All along we've heard that the key issue is the revenue split. That seemed to be close to settled weeks ago when they essentially agreed to the flat all revenue split of 48/52 and a cash spending floor exceeding the old cap spending floor. It's only since then that anscillary issues have become increasingly difficult to negotiate. There is a reason for that. Someone doesn't want that deal done. And someone else may not want any deal done. Aside from round one rookies, the players will be better off with this deal in the long term than they would have been with the old deal. They will make more money in the short and long term (courtesy of the rookie cap alone). There will be improved retirement and long term health care benefits and eligibility rules and there will be an increased emphasis on existing work rules to mitigate injury risk (everything from # of OTA's to padded practices to better drug testing to weed out PED users who increased the level of risk to themselves long term and others short term and a better process to insure swift justice).
The clear cut losers in this deal will be the top tier agents who lose their perception driven slam dunk annual trip to the bank being handed to them on a platter and the lawyers who only make money when ad nauseum trips to court pad their billable hours.

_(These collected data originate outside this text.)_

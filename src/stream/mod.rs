//! Per-connection protocol engine.
//!
//! # Data Flow
//! ```text
//! accepted socket
//!     → transport.rs  (Transport seam, io result classification)
//!     → handshake.rs  (direction → data type → data size → name)
//!         → registry.rs (adopt pre-supplied buffer by name)
//!     → connection.rs (tick: dispatch to steady-state read or write)
//!         → steady.rs  (one cycle per tick, ack-gated)
//!         → buffer.rs  (FIFO shared with the computation side)
//!     → handle.rs     (accessors used by the computation side)
//!
//! Connection States:
//!     Handshaking → Established → Finished
//!                 ↘ Failed (terminal, also finished)
//! ```
//!
//! # Design Decisions
//! - The worker thread owns the socket and scratch memory; only the FIFO and
//!   status flags are shared, behind an `Arc`
//! - Silence is the only timeout: `stall_limit` consecutive zero-byte ticks
//! - Network calls never run while the FIFO lock is held

pub mod buffer;
pub mod connection;
pub mod error;
pub mod handle;
pub mod handshake;
pub mod registry;
pub mod stall;
pub mod steady;
pub mod transport;

pub use buffer::FifoBuffer;
pub use connection::StreamConnection;
pub use error::{BufferError, HandshakeError, HandshakeStage, SessionError};
pub use handle::{StreamHandle, StreamParams, StreamState};
pub use registry::{DataCache, StreamRegistry};
pub use transport::Transport;

use crate::protocol::{MAX_NAME_LEN, NO_DATA_MAX_COUNT};

/// Result of one tick of input/output.
#[derive(Debug, Clone, Copy, PartialEq, Eq)]
pub enum TickOutcome {
    /// Nothing terminal happened; tick again.
    Continue,
    /// The session ended gracefully.
    Finished,
    /// A protocol violation or unrecoverable I/O error ended the session.
    Failed,
}

impl TickOutcome {
    pub fn is_terminal(self) -> bool {
        !matches!(self, TickOutcome::Continue)
    }
}

/// Limits applied during negotiation and the steady state.
#[derive(Debug, Clone, Copy, PartialEq, Eq)]
pub struct ProtocolLimits {
    /// Consecutive zero-byte ticks before a stage gives up.
    pub stall_limit: u32,
    /// Longest accepted stream name, in bytes.
    pub max_name_len: u32,
    /// Largest accepted number of values per cycle.
    pub max_data_size: u32,
}

impl Default for ProtocolLimits {
    fn default() -> Self {
        Self {
            stall_limit: NO_DATA_MAX_COUNT,
            max_name_len: MAX_NAME_LEN,
            max_data_size: 1 << 24,
        }
    }
}
use std::io;

#[derive(Debug, thiserror::Error)]
pub enum ClientError {
    #[error("server replied {got} during {stage}, expected {expected}")]
    UnexpectedReply {
        stage: &'static str,
        expected: u8,
        got: u8,
    },

    #[error("batch has {got} values, stream negotiated {expected}")]
    BatchSize { expected: usize, got: usize },

    #[error("{operation} is not available to a {role} client")]
    WrongRole {
        operation: &'static str,
        role: &'static str,
    },

    #[error("server closed the connection")]
    Closed,

    #[error("I/O error: {0}")]
    Io(#[from] io::Error),
}
//! OS signal handling.
//!
//! # Design Decisions
//! - Uses Tokio's signal handling (async-safe)
//! - SIGINT and SIGTERM both request a graceful stop

/// Resolve once the process is asked to stop.
pub async fn wait_for_signal() {
    let ctrl_c = async {
        if let Err(e) = tokio::signal::ctrl_c().await {
            tracing::error!(error = %e, "Failed to listen for Ctrl-C");
            std::future::pending::<()>().await;
        }
    };

    #[cfg(unix)]
    let terminate = async {
        use tokio::signal::unix::{signal, SignalKind};
        match signal(SignalKind::terminate()) {
            Ok(mut sig) => {
                sig.recv().await;
            }
            Err(e) => {
                tracing::error!(error = %e, "Failed to install SIGTERM handler");
                std::future::pending::<()>().await;
            }
        }
    };

    #[cfg(not(unix))]
    let terminate = std::future::pending::<()>();

    tokio::select! {
        _ = ctrl_c => tracing::info!("Received SIGINT"),
        _ = terminate => tracing::info!("Received SIGTERM"),
    }
}
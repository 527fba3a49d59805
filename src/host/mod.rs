//! Host process around the stream engine.
//!
//! # Data Flow
//! ```text
//! Listener::accept
//!     → server.rs (convert socket, register handle, spawn blocking worker)
//!     → worker.rs (handshake, tick until terminal or stop, close)
//!
//! computation side
//!     → table.rs HostHandle (find by name, add/take data, preload registry)
//!     → relay.rs (optional: forward source streams into target streams)
//! ```
//!
//! # Design Decisions
//! - One blocking thread per connection (`spawn_blocking`), async accept loop
//! - The table holds only `StreamHandle`s; sockets stay with their workers

pub mod relay;
pub mod server;
pub mod table;
pub mod worker;

pub use server::StreamServer;
pub use table::{ConnectionTable, DataDestination, HostHandle};
//! One negotiated stream, driven tick by tick from its worker thread.
//!
//! # Lifecycle
//! ```text
//! new(transport) ─ handshake() ─▶ established ─ tick()* ─▶ finished | failed
//!                                                        └─ close() releases the socket
//! ```
//!
//! The owning worker calls `handshake` once and then `tick` until the
//! outcome is terminal. Every call is safe to abandon between ticks.

use std::sync::Arc;

use super::error::HandshakeError;
use super::handle::{StreamHandle, StreamShared};
use super::handshake::HandshakeEngine;
use super::registry::StreamRegistry;
use super::stall::StallCounter;
use super::steady::{Cycle, SteadyState};
use super::transport::Transport;
use super::{ProtocolLimits, TickOutcome};
use crate::net::connection::ConnectionId;
use crate::observability::metrics;
use crate::protocol::Direction;

/// Worker-side state of a single stream connection.
pub struct StreamConnection<T: Transport> {
    shared: Arc<StreamShared>,
    transport: Option<T>,
    registry: Arc<dyn StreamRegistry>,
    limits: ProtocolLimits,
    stalls: StallCounter,
    session: Option<SteadyState>,
}

impl<T: Transport> StreamConnection<T> {
    pub fn new(
        id: ConnectionId,
        transport: T,
        registry: Arc<dyn StreamRegistry>,
        limits: ProtocolLimits,
    ) -> Self {
        Self {
            shared: Arc::new(StreamShared::new(id)),
            transport: Some(transport),
            registry,
            limits,
            stalls: StallCounter::new(limits.stall_limit),
            session: None,
        }
    }

    /// Handle for the computation side.
    pub fn handle(&self) -> StreamHandle {
        StreamHandle::new(Arc::clone(&self.shared))
    }

    pub fn id(&self) -> ConnectionId {
        self.shared.id()
    }

    /// Negotiate direction, type, size and name.
    ///
    /// On failure the connection is marked failed before the error returns.
    pub fn handshake(&mut self) -> Result<(), HandshakeError> {
        if self.shared.is_established() {
            return Ok(());
        }
        if self.shared.is_failed() {
            return Err(HandshakeError::InvalidState("failed"));
        }
        let Some(transport) = self.transport.as_mut() else {
            return Err(HandshakeError::InvalidState("closed"));
        };

        let result = HandshakeEngine::new(
            transport,
            &mut self.stalls,
            self.registry.as_ref(),
            self.limits,
        )
        .run();

        match result {
            Ok(negotiated) => {
                tracing::info!(
                    connection_id = %self.shared.id(),
                    stream = %negotiated.params.name,
                    direction = %negotiated.params.direction,
                    data_size = negotiated.params.data_size,
                    adopted = negotiated.adopted,
                    "Connection established"
                );
                self.session = Some(negotiated.session);
                self.shared.establish(negotiated.params, negotiated.buffer);
                metrics::record_handshake("established");
                Ok(())
            }
            Err(err) => {
                tracing::warn!(connection_id = %self.shared.id(), error = %err, "Handshake failed");
                self.shared.mark_failed();
                metrics::record_handshake("failed");
                Err(err)
            }
        }
    }

    /// Perform one tick of input/output in the negotiated direction.
    pub fn tick(&mut self) -> TickOutcome {
        if self.shared.is_failed() {
            return TickOutcome::Failed;
        }
        if self.shared.is_finished() {
            return TickOutcome::Finished;
        }
        if !self.shared.is_established() {
            tracing::trace!(connection_id = %self.shared.id(), "Connection not established");
            return TickOutcome::Continue;
        }

        let (Some(transport), Some(session), Some(buffer), Some(params)) = (
            self.transport.as_mut(),
            self.session.as_mut(),
            self.shared.buffer(),
            self.shared.params(),
        ) else {
            tracing::error!(
                connection_id = %self.shared.id(),
                "Established connection has no direction or buffer"
            );
            return TickOutcome::Continue;
        };

        let result = match params.direction {
            Direction::Target => session.write_cycle(transport, buffer, &mut self.stalls),
            Direction::Source => session.read_cycle(transport, buffer, &mut self.stalls),
        };

        match result {
            Ok(Cycle::Continue) => TickOutcome::Continue,
            Ok(Cycle::Finished) => {
                tracing::info!(
                    connection_id = %self.shared.id(),
                    stream = %params.name,
                    "Session finished"
                );
                self.shared.mark_finished();
                metrics::record_session_end("finished");
                TickOutcome::Finished
            }
            Err(err) => {
                tracing::error!(
                    connection_id = %self.shared.id(),
                    stream = %params.name,
                    direction = %params.direction,
                    error = %err,
                    "Session failed"
                );
                self.shared.mark_failed();
                self.shared.mark_finished();
                metrics::record_session_end("failed");
                TickOutcome::Failed
            }
        }
    }

    /// Close the socket and give the stream name back to the registry.
    /// The connection is no longer established afterwards.
    pub fn close(&mut self) {
        if let Some(mut transport) = self.transport.take() {
            if let Err(err) = transport.close() {
                tracing::warn!(connection_id = %self.shared.id(), error = %err, "Error closing socket");
            }
            if let Some(params) = self.shared.params() {
                self.registry.release(&params.name);
            }
        }
        self.shared.mark_closed();
    }

    pub fn is_established(&self) -> bool {
        self.shared.is_established()
    }

    pub fn is_failed(&self) -> bool {
        self.shared.is_failed()
    }

    pub fn is_finished(&self) -> bool {
        self.shared.is_finished()
    }

    /// Values per cycle, once negotiated.
    pub fn data_size(&self) -> Option<usize> {
        self.shared.params().map(|p| p.data_size)
    }

    pub fn name(&self) -> Option<&str> {
        self.shared.params().map(|p| p.name.as_str())
    }

    pub fn direction(&self) -> Option<Direction> {
        self.shared.params().map(|p| p.direction)
    }

    /// A written block is waiting for its acknowledgement.
    pub fn unacknowledged_data_sent(&self) -> bool {
        self.session.as_ref().is_some_and(SteadyState::unacknowledged)
    }

    /// Scratch capacity in values; zero before the data size is known.
    pub fn scratch_len(&self) -> usize {
        self.session.as_ref().map(SteadyState::scratch_len).unwrap_or(0)
    }

    /// Consecutive ticks that moved nothing.
    pub fn stall_count(&self) -> u32 {
        self.stalls.count()
    }

    pub fn transport(&self) -> Option<&T> {
        self.transport.as_ref()
    }

    pub fn transport_mut(&mut self) -> Option<&mut T> {
        self.transport.as_mut()
    }
}

impl<T: Transport> Drop for StreamConnection<T> {
    fn drop(&mut self) {
        self.close();
    }
}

For all his faults Goodell got his troops in order as the scenario unfolded. He's appeased the haves with the basic deal and the have nots with assurances of some continued supplemental revenue sharing formula in a league that already leads the pack by a mile in sharing 75% of pooled revenue equally.
This guy is on the mark. It's time for Tom and Peyton and Drew to rally their fellow plaintiffs and peers to cut the BS red herring stalling and get a fair deal done and get back to work before a small agenda driven group cooks their golden egg laying goose.
I hope Mr. Kraft is back at the table Monday or Tuesday. Otherwise I'll take that as a sign that like on Friday when he was absent he sensed the scripted stall would render his presence a waste of time because the other side still isn't quite ready to do a deal.